Work request:
Every line from the one containing "let seen_b = Rc::new(RefCell::new(vec![]));" to the one containing "filter.emit(Event::NodeFocused(NodeId(1))).unwrap();" in the records below, both included, must be set down exactly, and no other line.

*** Record extracts Section Begins ***

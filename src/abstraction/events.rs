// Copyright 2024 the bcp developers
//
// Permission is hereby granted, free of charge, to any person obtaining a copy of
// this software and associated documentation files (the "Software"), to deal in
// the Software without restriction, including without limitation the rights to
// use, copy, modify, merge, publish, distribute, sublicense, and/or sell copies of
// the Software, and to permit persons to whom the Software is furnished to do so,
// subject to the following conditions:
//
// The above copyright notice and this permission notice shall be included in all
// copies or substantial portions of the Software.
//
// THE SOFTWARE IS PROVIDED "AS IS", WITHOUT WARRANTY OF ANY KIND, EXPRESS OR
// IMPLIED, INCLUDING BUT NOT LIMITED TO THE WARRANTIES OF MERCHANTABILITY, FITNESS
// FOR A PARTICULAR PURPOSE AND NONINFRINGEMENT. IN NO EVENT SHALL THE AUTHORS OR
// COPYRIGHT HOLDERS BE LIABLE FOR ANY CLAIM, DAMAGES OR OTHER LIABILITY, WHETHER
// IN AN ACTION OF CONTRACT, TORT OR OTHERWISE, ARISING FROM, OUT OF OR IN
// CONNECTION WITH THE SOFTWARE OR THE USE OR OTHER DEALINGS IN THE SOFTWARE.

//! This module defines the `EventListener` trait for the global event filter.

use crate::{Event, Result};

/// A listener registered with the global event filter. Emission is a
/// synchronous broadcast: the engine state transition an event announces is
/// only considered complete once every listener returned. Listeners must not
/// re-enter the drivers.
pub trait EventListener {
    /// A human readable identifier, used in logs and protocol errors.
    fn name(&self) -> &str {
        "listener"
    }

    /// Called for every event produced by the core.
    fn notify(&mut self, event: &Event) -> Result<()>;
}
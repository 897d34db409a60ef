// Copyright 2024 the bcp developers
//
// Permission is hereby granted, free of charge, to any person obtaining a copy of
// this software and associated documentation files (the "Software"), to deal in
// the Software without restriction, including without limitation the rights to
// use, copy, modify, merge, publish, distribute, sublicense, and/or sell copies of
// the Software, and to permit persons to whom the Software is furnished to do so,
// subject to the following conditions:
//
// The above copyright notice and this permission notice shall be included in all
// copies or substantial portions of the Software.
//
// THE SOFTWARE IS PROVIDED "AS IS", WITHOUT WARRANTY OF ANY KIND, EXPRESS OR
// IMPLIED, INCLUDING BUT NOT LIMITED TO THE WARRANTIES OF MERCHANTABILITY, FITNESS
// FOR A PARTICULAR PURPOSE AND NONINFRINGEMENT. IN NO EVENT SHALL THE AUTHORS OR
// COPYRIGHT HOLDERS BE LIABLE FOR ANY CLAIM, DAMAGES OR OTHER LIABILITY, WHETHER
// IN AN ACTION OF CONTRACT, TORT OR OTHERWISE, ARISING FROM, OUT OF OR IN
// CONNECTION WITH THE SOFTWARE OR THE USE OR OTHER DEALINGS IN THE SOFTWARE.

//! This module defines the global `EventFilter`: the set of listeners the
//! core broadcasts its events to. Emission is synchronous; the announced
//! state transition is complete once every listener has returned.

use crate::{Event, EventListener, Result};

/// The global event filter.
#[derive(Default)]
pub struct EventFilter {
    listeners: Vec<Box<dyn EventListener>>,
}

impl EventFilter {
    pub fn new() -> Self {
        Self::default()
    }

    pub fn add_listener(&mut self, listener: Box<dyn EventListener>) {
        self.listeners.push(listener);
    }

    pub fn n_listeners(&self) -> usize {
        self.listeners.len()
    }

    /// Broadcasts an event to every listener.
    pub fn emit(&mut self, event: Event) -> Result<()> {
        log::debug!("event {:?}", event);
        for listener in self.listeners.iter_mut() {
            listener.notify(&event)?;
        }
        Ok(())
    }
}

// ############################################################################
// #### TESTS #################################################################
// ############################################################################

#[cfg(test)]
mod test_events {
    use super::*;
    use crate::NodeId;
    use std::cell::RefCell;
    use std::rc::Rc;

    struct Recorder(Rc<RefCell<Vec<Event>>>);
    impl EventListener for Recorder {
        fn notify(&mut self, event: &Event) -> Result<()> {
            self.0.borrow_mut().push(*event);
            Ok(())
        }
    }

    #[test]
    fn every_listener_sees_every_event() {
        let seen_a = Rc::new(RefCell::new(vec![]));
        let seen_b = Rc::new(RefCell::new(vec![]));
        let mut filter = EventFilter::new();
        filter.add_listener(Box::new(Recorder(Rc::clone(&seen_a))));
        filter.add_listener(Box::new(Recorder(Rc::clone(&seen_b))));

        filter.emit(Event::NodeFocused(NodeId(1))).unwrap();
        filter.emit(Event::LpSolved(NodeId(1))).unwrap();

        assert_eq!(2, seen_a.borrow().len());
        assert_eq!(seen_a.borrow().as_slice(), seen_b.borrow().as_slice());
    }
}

*** Record extracts Section Ends ***

Reply:
        let seen_b = Rc::new(RefCell::new(vec![]));
        let mut filter = EventFilter::new();
        filter.add_listener(Box::new(Recorder(Rc::clone(&seen_a))));
        filter.add_listener(Box::new(Recorder(Rc::clone(&seen_b))));

        filter.emit(Event::NodeFocused(NodeId(1))).unwrap();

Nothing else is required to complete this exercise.